"Dokter Salsa, ada pasien baru tuh di bed satu!" ujar ibu Yanti, perawat senior di IGD. Karena Salsabila dokter baru, masih harus diberi tahu oleh beliau kalau ada pasien baru. Ia belum terbiasa dengan ritme kerja di IGD ini.
Salsabila baru tiga hari jaga di IGD, sudah mulai terasa suka dukanya. Namun, ia menyukai pekerjaannya. Rasanya menyenangkan bisa melakukan sesuatu untuk orang-orang yang sedang menderita karena sakit.
Seperti pasien di bed satu ini, anak remaja yang jatuh dari motor. Ada luka robek di betisnya. Salsabila meminta Aidil, salah seorang perawat, untuk jadi asisten saat menjahit luka tersebut.
Aidil memberikan suntikan berisi obat anestesi. Salsabila menyuntikkan di pinggir luka, agar ketika dijahit nanti tidak sakit.
"Ini jarum steril dan benangnya, Dok! Nanti saya bantu gunting," sahut Aidil sambil senyum-senyum. Salsa melirik padanya.
"Kenapa Mas Aidil senyum-senyum gitu sih?" tanyanya.
"Kalau dokter Salsa yang jaga, kenapa jadi banyak pasien luka ya?" ledeknya.
"Iih, itu sih kebetulan aja. Jangan ngedoain kayak gitu. Kasihan pasiennya kalau pada luka."
"Kitanya juga repot, Dok! Mana hari ini jaga sama bu Yanti. Salah dikit, panjang ceramahnya. Ngalahin Mamah Dedeh," sahutnya. Mau enggak mau Salsabila jadi tersenyum juga.
Diliriknya ibu Yanti yang sedang duduk di meja perawat. Dia memang sosok yang tegas tapi juga sangat teliti dan perhatian pada pasien. Hanya saja perawat juniornya takut sama beliau, soalnya sering kena omel kalau salah sedikit saja.
Selesai hecting(1) Aidil yang melanjutkan menutup luka pasien tersebut dengan kasa dan mengobati luka memar di bagian tubuh lainnya.
Sedangkan Salsabila menulis resep obat. Kemudian ia melakukan anamnesa dan periksa pasien di bed lainnya.
Tahu-tahu Salsabila merasa ada yang memperhatikan dari belakang. Ia menoleh. Jantungnya langsung berdegup kencang. Angga lagi bersandar di tembok dekat bed pasien itu.
"Eh, Kak Angga kok ada di sini?" tanyanya riang.
"Hari ini aku jaga ruangan, Sal."
"Berarti sampai besok pagi ya?"
Angga mengangguk dan tersenyum memamerkan lesung pipitnya.
"Kamu nanti pulang sama siapa?" tanya Angga sambil mengikuti Salsabila ke meja dokter.
"Nanti dijemput ayah. Kenapa Kak?"
"Gak apa-apa, khawatir aja kalau kamu pulang malam sendirian. Oh ya, udah makan malam belum? Aku mau ke kantin nih."
Salsabila tersenyum. Dia melihat jam tangannya.
"Tunggu aku sebentar lagi ya, Kak. Selesai pasien ini dulu. Dokter yang jaga malam udah dateng sih, jadi bisa keluar sebentar. Aku juga mau cari makan," jawabnya.
"Siapa dokter yang jaga malam?"
"Dokter Budi, Kak. Dokter dari Bandung," jawab Salsabila.
"Oh iya, itu temen SMA aku. Tumben dia dateng lebih awal. Kak Angga ketemu dia dulu ya."
"Iya, itu dia ada di kamar jaga!"
Angga mengancungkan jempolnya, lalu berjalan ke arah kamar jaga.
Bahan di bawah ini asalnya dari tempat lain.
//! Lowering a schema into an executable transform plan.
//!
//! The compiler owns a registry of renderer factories keyed by operation
//! name. `compile` validates the schema, lowers it to a flat transform list
//! (`to_transforms`), and runs the plan optimiser over the result. Collapsed
//! nodes lower recursively through the same registry.

use crate::error::CompileError;
use crate::plan::TransformPlan;
use crate::render::Renderer;
use crate::schema::{validate_schema, Node, Schema};
use ahash::AHashMap;
use std::sync::Arc;

#[cfg(feature = "debug-tools")]
use {crate::plan::visualize_plan, std::fs};

mod lower;
mod optimiser;

pub use optimiser::optimise_transforms;

/// Builds a renderer handle for every node carrying this factory's
/// operation name.
pub trait RendererFactory: Send + Sync {
    fn op(&self) -> &str;
    fn build(&self, node: &Node) -> Result<Arc<dyn Renderer>, CompileError>;
}

/// Factory wrapping a single shared renderer handle: every node with the
/// operation gets the same instance.
struct SharedRenderer {
    op: String,
    handle: Arc<dyn Renderer>,
}

impl RendererFactory for SharedRenderer {
    fn op(&self) -> &str {
        &self.op
    }

    fn build(&self, _node: &Node) -> Result<Arc<dyn Renderer>, CompileError> {
        Ok(Arc::clone(&self.handle))
    }
}

/// The result of a successful compilation: the optimised plan plus the
/// external input ports feeding slots `0..k`, in slot order.
pub struct CompiledBrush {
    pub plan: TransformPlan,
    pub source_ports: Vec<String>,
}

pub struct CompilerBuilder {
    schema: Schema,
    registry: AHashMap<String, Box<dyn RendererFactory>>,
    externals: Vec<String>,
    optimise: bool,
}

impl CompilerBuilder {
    pub fn new(schema: Schema) -> Self {
        Self {
            schema,
            registry: AHashMap::new(),
            externals: Vec::new(),
            optimise: true,
        }
    }

    /// Registers a factory under its own operation name, replacing any
    /// earlier registration.
    pub fn with_factory(mut self, factory: Box<dyn RendererFactory>) -> Self {
        self.registry.insert(factory.op().to_string(), factory);
        self
    }

    /// Registers a single shared renderer handle for an operation name.
    pub fn with_renderer(mut self, op: impl Into<String>, handle: Arc<dyn Renderer>) -> Self {
        let op = op.into();
        self.registry.insert(
            op.clone(),
            Box::new(SharedRenderer { op, handle }),
        );
        self
    }

    /// Declares an input port as externally fed. Externals take slots
    /// `0..k` in declaration order.
    pub fn with_external(mut self, port_id: impl Into<String>) -> Self {
        self.externals.push(port_id.into());
        self
    }

    pub fn with_externals<I, S>(mut self, port_ids: I) -> Self
    where
        I: IntoIterator<Item = S>,
        S: Into<String>,
    {
        self.externals.extend(port_ids.into_iter().map(Into::into));
        self
    }

    /// Skips the optimiser pass, leaving the raw lowering untouched.
    /// Inner plans of collapsed nodes are always optimised.
    pub fn without_optimisation(mut self) -> Self {
        self.optimise = false;
        self
    }

    pub fn build(self) -> Compiler {
        Compiler {
            schema: self.schema,
            registry: self.registry,
            externals: self.externals,
            optimise: self.optimise,
        }
    }
}

pub struct Compiler {
    schema: Schema,
    registry: AHashMap<String, Box<dyn RendererFactory>>,
    externals: Vec<String>,
    optimise: bool,
}

impl Compiler {
    pub fn builder(schema: Schema) -> CompilerBuilder {
        CompilerBuilder::new(schema)
    }

    /// Validates and lowers the schema without optimising the result.
    pub fn to_transforms(&self) -> Result<TransformPlan, CompileError> {
        validate_schema(&self.schema)?;
        lower::to_transforms(&self.schema, &self.externals, &self.registry)
    }

    /// Runs the full pipeline: validate, lower, optimise.
    #[tracing::instrument(skip(self), fields(nodes = self.schema.nodes.len()))]
    pub fn compile(self) -> Result<CompiledBrush, CompileError> {
        validate_schema(&self.schema)?;
        let unoptimised = lower::to_transforms(&self.schema, &self.externals, &self.registry)?;

        #[cfg(feature = "debug-tools")]
        self.write_debug_file(
            "tmp/plan_unoptimised.txt",
            &visualize_plan(&unoptimised, "unoptimised"),
        )?;

        let plan = if self.optimise {
            optimise_transforms(&unoptimised)
        } else {
            unoptimised
        };

        #[cfg(feature = "debug-tools")]
        self.write_debug_file("tmp/plan_optimised.txt", &visualize_plan(&plan, "optimised"))?;

        Ok(CompiledBrush {
            plan,
            source_ports: self.externals,
        })
    }

    #[cfg(feature = "debug-tools")]
    fn write_debug_file(&self, path: &str, content: &str) -> Result<(), CompileError> {
        if let Some(parent) = std::path::Path::new(path).parent() {
            fs::create_dir_all(parent)
                .map_err(|e| CompileError::DebugDump(format!("create '{}': {}", path, e)))?;
        }
        fs::write(path, content)
            .map_err(|e| CompileError::DebugDump(format!("write '{}': {}", path, e)))
    }
}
Salsabila tersenyum senang karena bisa ngobrol akrab seperti ini dengan kak Angga. Padahal tadi sudah disiapkan bekal sama ibu, tapi Salsabila memilih ikut kak Angga ke kantin. Kapan lagi bisa makan bareng senior yang dia sukai.
Dia masih ingat, tujuh tahun lalu, waktu ada acara orientasi mahasiswa baru. Salsabila sering sekali dikerjai oleh senior. Setiap minta tanda tangan pasti disuruh nyanyi dulu. Cuma Angga yang sukarela memberikan tanda tangan tanpa permintaan apapun. Bahkan Salsabila dikasih tanda tangan beberapa teman seangkatannya yang lain.
Angga juga selalu bersedia jadi mentor buat kelompok belajarnya Salsabila. Semua sahabat-sahabatnya tahu banget kalau dia suka sama Angga. Karena itu kalau Angga lewat, pasti semua langsung kasih kode ke Salsa.